(Reuters) – Austrian Chancellor Karl Nehammer said on Saturday he was well and had no COVID-19 symptoms after testing positive for the coronavirus this week, vowing to do everything possible to prevent another nationwide lockdown.
Nehammer, a conservative who has received three vaccine shots, has been conducting official business from home via video and telephone conferences since he tested positive https://www.reuters.com/world/europe/austrias-chancellor-nehammer-tests-positive-coronavirus-2022-01-07. [L8N2TN3J1]
“Thanks to the vaccine, thank goodness, I’m doing well,” he told Austrian radio in an interview. “I don’t have any symptoms.”
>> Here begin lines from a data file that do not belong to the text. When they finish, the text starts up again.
use std::{
    fs::{self, OpenOptions},
    io::Write,
    path::Path,
    sync::{Arc, Mutex, PoisonError},
};
use chrono::Local;

pub trait Logger: Send + Sync {
    fn log(&self, message: &str);
    fn debug_log(&self, message: &str);
}

#[derive(Debug)]
pub struct FileLogger {
    log_file: String,
    debug: bool,
    // serializes appends from concurrent search tasks
    write_lock: Mutex<()>,
}

impl FileLogger {
    pub fn new(log_file: &str, debug: bool) -> std::io::Result<Self> {
        // Create log directory if it doesn't exist
        if let Some(parent) = Path::new(log_file).parent() {
            fs::create_dir_all(parent)?;
        }

        Ok(FileLogger {
            log_file: log_file.to_string(),
            debug,
            write_lock: Mutex::new(()),
        })
    }

    fn write_to_file(&self, message: &str) -> std::io::Result<()> {
        let _guard = self.write_lock.lock().unwrap_or_else(PoisonError::into_inner);
        let mut file = OpenOptions::new()
            .create(true)
            .append(true)
            .open(&self.log_file)?;

        writeln!(file, "{}: {}", Local::now().format("%Y-%m-%d %H:%M:%S"), message)
    }
}

impl Logger for FileLogger {
    fn log(&self, message: &str) {
        if let Err(e) = self.write_to_file(message) {
            eprintln!("Failed to write to log file: {}", e);
        }
    }

    fn debug_log(&self, message: &str) {
        if self.debug {
            if let Err(e) = self.write_to_file(&format!("[DEBUG] {}", message)) {
                eprintln!("Failed to write debug log: {}", e);
            }
        }
    }
}

#[derive(Debug, Default)]
pub struct StderrLogger {
    debug: bool,
}

impl StderrLogger {
    pub fn new(debug: bool) -> Self {
        Self { debug }
    }
}

impl Logger for StderrLogger {
    fn log(&self, message: &str) {
        eprintln!("{} {}", Local::now().format("%H:%M:%S"), message);
    }

    fn debug_log(&self, message: &str) {
        if self.debug {
            eprintln!("{} [DEBUG] {}", Local::now().format("%H:%M:%S"), message);
        }
    }
}

// MultiLogger allows logging to multiple destinations
#[derive(Default)]
pub struct MultiLogger {
    loggers: Vec<Box<dyn Logger>>,
}

impl MultiLogger {
    pub fn new() -> Self {
        Self::default()
    }

    pub fn with(mut self, logger: impl Logger + 'static) -> Self {
        self.loggers.push(Box::new(logger));
        self
    }
}

impl Logger for MultiLogger {
    fn log(&self, message: &str) {
        for logger in &self.loggers {
            logger.log(message);
        }
    }

    fn debug_log(&self, message: &str) {
        for logger in &self.loggers {
            logger.debug_log(message);
        }
    }
}

/// Discards everything. Used when a store is built without a process logger.
pub struct NoopLogger;

impl Logger for NoopLogger {
    fn log(&self, _message: &str) {}
    fn debug_log(&self, _message: &str) {}
}

/// Logger handle owned by one store; prefixes every line with the store ID.
#[derive(Clone)]
pub struct StoreLogger {
    store_id: String,
    inner: Arc<dyn Logger>,
}

impl StoreLogger {
    pub fn new(store_id: &str, inner: Arc<dyn Logger>) -> Self {
        Self {
            store_id: store_id.to_string(),
            inner,
        }
    }
}

impl Logger for StoreLogger {
    fn log(&self, message: &str) {
        self.inner.log(&format!("[{}] {}", self.store_id, message));
    }

    fn debug_log(&self, message: &str) {
        self.inner
            .debug_log(&format!("[{}] {}", self.store_id, message));
    }
}
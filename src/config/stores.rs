// config/stores.rs
use serde::{Deserialize, Serialize};

/// `config` section of a vault store.
#[derive(Debug, Clone, Default, Serialize, Deserialize)]
#[serde(rename_all = "camelCase")]
pub struct StoreConfigVault {
    #[serde(rename = "vaultAPIAddress", default)]
    pub vault_api_address: Option<String>,
    #[serde(default)]
    pub vault_token: Option<String>,
    /// `v1` or `v2` KV engine.
    #[serde(default)]
    pub vault_engine_version: Option<String>,
    /// Secret field holding the kubeconfig.
    #[serde(default)]
    pub vault_key_kubeconfig: Option<String>,
}

/// `config` section of a rancher store.
#[derive(Debug, Clone, Default, Serialize, Deserialize)]
#[serde(rename_all = "camelCase")]
pub struct StoreConfigRancher {
    /// e.g. `https://rancher.example.com/v3`
    #[serde(rename = "rancherAPIAddress", default)]
    pub rancher_api_address: Option<String>,
    #[serde(default)]
    pub rancher_token: Option<String>,
}

#[derive(Debug, Clone, Default, Serialize, Deserialize)]
#[serde(rename_all = "camelCase")]
pub struct StoreConfigDigitalOcean {
    #[serde(default)]
    pub token: Option<String>,
    #[serde(default)]
    pub api_address: Option<String>,
}

#[derive(Debug, Clone, Default, Serialize, Deserialize)]
#[serde(rename_all = "camelCase")]
pub struct StoreConfigAkamai {
    #[serde(default)]
    pub linode_token: Option<String>,
    #[serde(default)]
    pub api_address: Option<String>,
    /// Only clusters in this region are discovered.
    #[serde(default)]
    pub region: Option<String>,
}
“The studies verify that with the Omicron variant, three vaccination doses give particular protection. That’s been my experience too,” said Nehammer, who will not attend any public appointments in the next few days.
He was apparently infected on Wednesday following contact with a member of his security team who tested positive on Thursday, the chancellery said on Friday.
Nehammer, 49, announced new measures this week to curb the spread of the coronavirus and pressed on with plans to make vaccination mandatory from next month.
“The priority now is using the strongest possible protection measures for everyone to try to prevent a new lockdown. Because a lockdown is very burdensome for people,” he said on Saturday.
Austria’s interior ministry registered 7,405 new coronavirus cases on Saturday. Since the start of the pandemic, 13,844 people have died in the country after contracting the virus.